EXERCISE DIRECTIONS: Your answer should be the lines below from the one with "self.inner.logger.level()" to the one with "from the transport.", both included, given again exactly and with nothing added.

(Source data)
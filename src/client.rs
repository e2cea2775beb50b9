//! HTTP client that runs endpoints through build, send and validate.
//!
//! The [`Client`] type is the main entry point for making requests.
//! Use [`ClientBuilder`] to configure and create clients.

use crate::{
    decode::decode,
    endpoint::Endpoint,
    logger::{LogLevel, NetworkLogger},
    progress::{observed_body, ProgressCallback},
    reachability::{AlwaysReachable, ConnectionStatus, Reachability},
    request::{build_request, WireRequest},
    upload::Upload,
    validate::validate_response,
    Error, Result,
};
use bytes::Bytes;
use http::header::CONTENT_LENGTH;
use http::HeaderValue;
use serde::de::DeserializeOwned;
use std::fmt;
use std::sync::Arc;
use std::time::{Duration, Instant};
use tokio_util::sync::CancellationToken;

/// Default timeout for [`Client::request`].
pub const DEFAULT_REQUEST_TIMEOUT: Duration = Duration::from_secs(20);

/// Default timeout for [`Client::upload`].
pub const DEFAULT_UPLOAD_TIMEOUT: Duration = Duration::from_secs(60);

/// Per-call settings.
///
/// # Examples
///
/// ```no_run
/// use lightnet::{CallOptions, Client, Endpoint, LogLevel, Upload, UploadKind};
/// use std::sync::Arc;
/// use std::time::Duration;
/// use tokio_util::sync::CancellationToken;
///
/// # async fn example() -> Result<(), lightnet::Error> {
/// let client = Client::new("https://api.example.com", LogLevel::Info)?;
/// let cancel = CancellationToken::new();
///
/// let options = CallOptions::new()
///     .timeout(Duration::from_secs(120))
///     .cancel_token(cancel.clone())
///     .on_progress(Arc::new(|fraction| println!("{:.0}%", fraction * 100.0)));
///
/// let upload = Upload::new(UploadKind::Video, std::fs::read("clip.mp4").unwrap());
/// client
///     .upload_with(&Endpoint::post("/videos"), &upload, options)
///     .await?;
/// # Ok(())
/// # }
/// ```
#[derive(Clone, Default)]
pub struct CallOptions {
    /// Overrides the client's default timeout for this call.
    pub timeout: Option<Duration>,
    /// Cancels the call when triggered.
    pub cancel: Option<CancellationToken>,
    /// Upload progress observer. Ignored by plain requests.
    pub on_progress: Option<ProgressCallback>,
}

impl CallOptions {
    pub fn new() -> Self {
        Self::default()
    }

    /// Sets the timeout for this call.
    pub fn timeout(mut self, timeout: Duration) -> Self {
        self.timeout = Some(timeout);
        self
    }

    /// Attaches a cancellation token.
    pub fn cancel_token(mut self, token: CancellationToken) -> Self {
        self.cancel = Some(token);
        self
    }

    /// Sets the upload progress callback.
    pub fn on_progress(mut self, on_progress: ProgressCallback) -> Self {
        self.on_progress = Some(on_progress);
        self
    }
}

impl fmt::Debug for CallOptions {
    fn fmt(&self, f: &mut fmt::Formatter<'_>) -> fmt::Result {
        f.debug_struct("CallOptions")
            .field("timeout", &self.timeout)
            .field("cancel", &self.cancel)
            .field("on_progress", &self.on_progress.as_ref().map(|_| "{ ... }"))
            .finish()
    }
}

/// An HTTP client that turns [`Endpoint`]s into validated response bodies.
///
/// The client is cheap to clone and designed to be reused: clones share one
/// connection pool, and any number of calls may run concurrently.
///
/// # Examples
///
/// ```no_run
/// use lightnet::{Client, Endpoint, LogLevel};
/// use serde::Deserialize;
///
/// #[derive(Deserialize)]
/// struct Site {
///     id: u64,
///     name: String,
/// }
///
/// # async fn example() -> Result<(), lightnet::Error> {
/// let client = Client::new("https://api.example.com", LogLevel::Debug)?;
///
/// // Raw bytes
/// let body = client.request(&Endpoint::get("/api/ping")).await?;
/// println!("{} bytes", body.len());
///
/// // Decoded JSON
/// let endpoint = Endpoint::get("/api/sites").with_url_param("region", "north");
/// let sites: Vec<Site> = client.fetch(&endpoint).await?;
/// println!("{} sites", sites.len());
/// # Ok(())
/// # }
/// ```
#[derive(Clone)]
pub struct Client {
    inner: Arc<ClientInner>,
}

struct ClientInner {
    http_client: reqwest::Client,
    base_url: String,
    logger: NetworkLogger,
    reachability: Box<dyn Reachability>,
    request_timeout: Duration,
    upload_timeout: Duration,
}

impl Client {
    /// Creates a client for `base_url` with default settings.
    ///
    /// The base URL is validated when requests are built, so a malformed one
    /// surfaces as [`Error::InvalidUrl`] from each call.
    ///
    /// # Errors
    ///
    /// Returns [`Error::Configuration`] if the HTTP client cannot be created.
    pub fn new(base_url: impl Into<String>, log_level: LogLevel) -> Result<Self> {
        Self::builder().base_url(base_url).log_level(log_level).build()
    }

    /// Creates a new `ClientBuilder` for configuring a client.
    pub fn builder() -> ClientBuilder {
        ClientBuilder::new()
    }

    /// The base URL every endpoint path is appended to.
    pub fn base_url(&self) -> &str {
        &self.inner.base_url
    }

    /// The network logger's level.
    pub fn log_level(&self) -> LogLevel {
        self.inner.logger.level()
    }

    /// Sends `endpoint` and returns the validated response body.
    ///
    /// Uses the client's request timeout (20 seconds unless configured).
    ///
    /// # Errors
    ///
    /// * [`Error::NoNetwork`] if the reachability oracle reports no network;
    ///   nothing is sent in that case.
    /// * [`Error::InvalidUrl`] / [`Error::EncodingFailed`] from request building.
    /// * [`Error::Timeout`] / [`Error::NoResponse`] from the transport.
    /// * [`Error::BadStatusCode`] / [`Error::Unknown`] from validation.
    pub async fn request(&self, endpoint: &Endpoint) -> Result<Bytes> {
        self.request_with(endpoint, CallOptions::default()).await
    }

    /// Like [`request`](Self::request) with per-call options.
    pub async fn request_with(&self, endpoint: &Endpoint, options: CallOptions) -> Result<Bytes> {
        let timeout = options.timeout.unwrap_or(self.inner.request_timeout);
        self.execute(endpoint, None, timeout, options).await
    }

    /// Uploads `upload` as a multipart body alongside the endpoint's body
    /// parameters and returns the validated response body.
    ///
    /// Uses the client's upload timeout (60 seconds unless configured). An
    /// upload without bytes is sent as a plain request.
    pub async fn upload(&self, endpoint: &Endpoint, upload: &Upload) -> Result<Bytes> {
        self.upload_with(endpoint, upload, CallOptions::default()).await
    }

    /// Like [`upload`](Self::upload) with per-call options, including the
    /// progress callback.
    pub async fn upload_with(
        &self,
        endpoint: &Endpoint,
        upload: &Upload,
        options: CallOptions,
    ) -> Result<Bytes> {
        let timeout = options.timeout.unwrap_or(self.inner.upload_timeout);
        self.execute(endpoint, Some(upload), timeout, options).await
    }

    /// Sends `endpoint` and decodes the JSON response into `T`.
    ///
    /// # Errors
    ///
    /// Everything [`request`](Self::request) returns, plus
    /// [`Error::MissingData`] for an empty body and [`Error::DecodingFailed`]
    /// for a body that is not valid JSON for `T`.
    pub async fn fetch<T>(&self, endpoint: &Endpoint) -> Result<T>
    where
        T: DeserializeOwned,
    {
        self.fetch_with(endpoint, CallOptions::default()).await
    }

    /// Like [`fetch`](Self::fetch) with per-call options.
    pub async fn fetch_with<T>(&self, endpoint: &Endpoint, options: CallOptions) -> Result<T>
    where
        T: DeserializeOwned,
    {
        let body = self.request_with(endpoint, options).await?;
        if body.is_empty() {
            return Err(Error::MissingData);
        }
        decode(Some(&body[..]))
    }

    async fn execute(
        &self,
        endpoint: &Endpoint,
        upload: Option<&Upload>,
        timeout: Duration,
        options: CallOptions,
    ) -> Result<Bytes> {
        if self.inner.reachability.connection_status() == ConnectionStatus::Unavailable {
            tracing::warn!(path = %endpoint.path(), "No network connection, request not sent");
            return Err(Error::NoNetwork);
        }

        let request = build_request(endpoint, &self.inner.base_url, timeout, upload)?;
        self.inner.logger.log_request(&request);

        tracing::debug!(
            method = %request.method,
            url = %request.url,
            timeout_ms = timeout.as_millis(),
            "Executing HTTP request"
        );

        let start_time = Instant::now();
        let on_progress = options.on_progress.filter(|_| upload.is_some());
        let exchange = async {
            let response = self.send(request, on_progress).await?;
            let status = response.status();
            let url = response.url().clone();
            let body = response.bytes().await?;
            Ok::<_, reqwest::Error>((status, url, body))
        };

        let (status, url, body) = match options.cancel {
            Some(token) => tokio::select! {
                biased;
                _ = token.cancelled() => {
                    tracing::debug!(path = %endpoint.path(), "Request cancelled");
                    return Err(Error::Cancelled);
                }
                result = exchange => result,
            },
            None => exchange.await,
        }
        .map_err(|e| {
            tracing::warn!(error = %e, path = %endpoint.path(), "Request failed");
            Error::from(e)
        })?;

        tracing::debug!(
            status = status.as_u16(),
            latency_ms = start_time.elapsed().as_millis(),
            "Received HTTP response"
        );
        self.inner.logger.log_response(status, &url, Some(&body[..]));

        validate_response(Some(status), Some(body))
    }

    /// Hands a built request to reqwest, streaming the body through the
    /// progress callback when one is set.
    async fn send(
        &self,
        request: WireRequest,
        on_progress: Option<ProgressCallback>,
    ) -> std::result::Result<reqwest::Response, reqwest::Error> {
        let WireRequest {
            url,
            method,
            mut headers,
            body,
            timeout,
        } = request;

        let body = match (body, on_progress) {
            (Some(body), Some(on_progress)) => {
                headers.insert(CONTENT_LENGTH, HeaderValue::from(body.len()));
                Some(reqwest::Body::wrap_stream(observed_body(body, on_progress)))
            }
            (Some(body), None) => Some(reqwest::Body::from(body)),
            (None, _) => None,
        };

        let mut builder = self
            .inner
            .http_client
            .request(method, url)
            .headers(headers)
            .timeout(timeout);
        if let Some(body) = body {
            builder = builder.body(body);
        }

        builder.send().await
    }
}

/// Builder for configuring and creating a [`Client`].
///
/// # Examples
///
/// ```no_run
/// use lightnet::{ClientBuilder, ConnectionStatus, LogLevel};
/// use std::time::Duration;
///
/// # fn example() -> Result<(), lightnet::Error> {
/// let client = ClientBuilder::new()
///     .base_url("https://api.example.com")
///     .log_level(LogLevel::Info)
///     .request_timeout(Duration::from_secs(10))
///     .upload_timeout(Duration::from_secs(300))
///     .reachability(|| ConnectionStatus::Available)
///     .build()?;
/// # Ok(())
/// # }
/// ```
pub struct ClientBuilder {
    base_url: String,
    log_level: LogLevel,
    reachability: Option<Box<dyn Reachability>>,
    request_timeout: Duration,
    upload_timeout: Duration,
}

impl ClientBuilder {
    /// Creates a new `ClientBuilder` with default settings.
    pub fn new() -> Self {
        Self {
            base_url: String::new(),
            log_level: LogLevel::Off,
            reachability: None,
            request_timeout: DEFAULT_REQUEST_TIMEOUT,
            upload_timeout: DEFAULT_UPLOAD_TIMEOUT,
        }
    }

    /// Sets the base URL endpoint paths are appended to.
    pub fn base_url(mut self, url: impl Into<String>) -> Self {
        self.base_url = url.into();
        self
    }

    /// Sets how much of each exchange is logged.
    pub fn log_level(mut self, level: LogLevel) -> Self {
        self.log_level = level;
        self
    }

    /// Sets the connectivity oracle consulted before each call.
    ///
    /// Defaults to [`AlwaysReachable`].
    pub fn reachability(mut self, oracle: impl Reachability + 'static) -> Self {
        self.reachability = Some(Box::new(oracle));
        self
    }

    /// Sets the default timeout for [`Client::request`].
    pub fn request_timeout(mut self, timeout: Duration) -> Self {
        self.request_timeout = timeout;
        self
    }

    /// Sets the default timeout for [`Client::upload`].
    pub fn upload_timeout(mut self, timeout: Duration) -> Self {
        self.upload_timeout = timeout;
        self
    }

    /// Builds the configured `Client`.
    ///
    /// # Errors
    ///
    /// Returns [`Error::Configuration`] if the HTTP client cannot be created.
    pub fn build(self) -> Result<Client> {
        let http_client = reqwest::Client::builder()
            .build()
            .map_err(|e| Error::Configuration(format!("Failed to build HTTP client: {}", e)))?;

        let reachability = self
            .reachability
            .unwrap_or_else(|| Box::new(AlwaysReachable));

        Ok(Client {
            inner: Arc::new(ClientInner {
                http_client,
                base_url: self.base_url,
                logger: NetworkLogger::new(self.log_level),
                reachability,
                request_timeout: self.request_timeout,
                upload_timeout: self.upload_timeout,
            }),
        })
    }
}

impl Default for ClientBuilder {
    fn default() -> Self {
        Self::new()
    }
}

#[cfg(test)]
mod tests {
    use super::*;

    #[test]
    fn test_builder_defaults() {
        let client = Client::new("https://x.test", LogLevel::Info).unwrap();
        assert_eq!(client.base_url(), "https://x.test");
        assert_eq!(client.log_level(), LogLevel::Info);
        assert_eq!(client.inner.request_timeout, DEFAULT_REQUEST_TIMEOUT);
        assert_eq!(client.inner.upload_timeout, DEFAULT_UPLOAD_TIMEOUT);
    }

    #[test]
    fn test_call_options_debug_hides_callback() {
        let options = CallOptions::new().on_progress(Arc::new(|_| {}));
        let debug = format!("{:?}", options);
        assert!(debug.contains("on_progress: Some(\"{ ... }\")"));
    }

    #[tokio::test]
    async fn test_invalid_base_url_surfaces_per_call() {
        let client = Client::new("not a url", LogLevel::Off).unwrap();
        let err = client.request(&Endpoint::get("/x")).await.unwrap_err();
        assert!(matches!(err, Error::InvalidUrl { .. }));
    }

    #[tokio::test]
    async fn test_pre_cancelled_token_short_circuits() {
        let client = Client::new("http://127.0.0.1:9", LogLevel::Off).unwrap();
        let token = CancellationToken::new();
        token.cancel();

        let err = client
            .request_with(&Endpoint::get("/"), CallOptions::new().cancel_token(token))
            .await
            .unwrap_err();
        assert!(matches!(err, Error::Cancelled));
    }
}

EXERCISE ANSWER:
        self.inner.logger.level()
    }

    /// Sends `endpoint` and returns the validated response body.
    ///
    /// Uses the client's request timeout (20 seconds unless configured).
    ///
    /// # Errors
    ///
    /// * [`Error::NoNetwork`] if the reachability oracle reports no network;
    ///   nothing is sent in that case.
    /// * [`Error::InvalidUrl`] / [`Error::EncodingFailed`] from request building.
    /// * [`Error::Timeout`] / [`Error::NoResponse`] from the transport.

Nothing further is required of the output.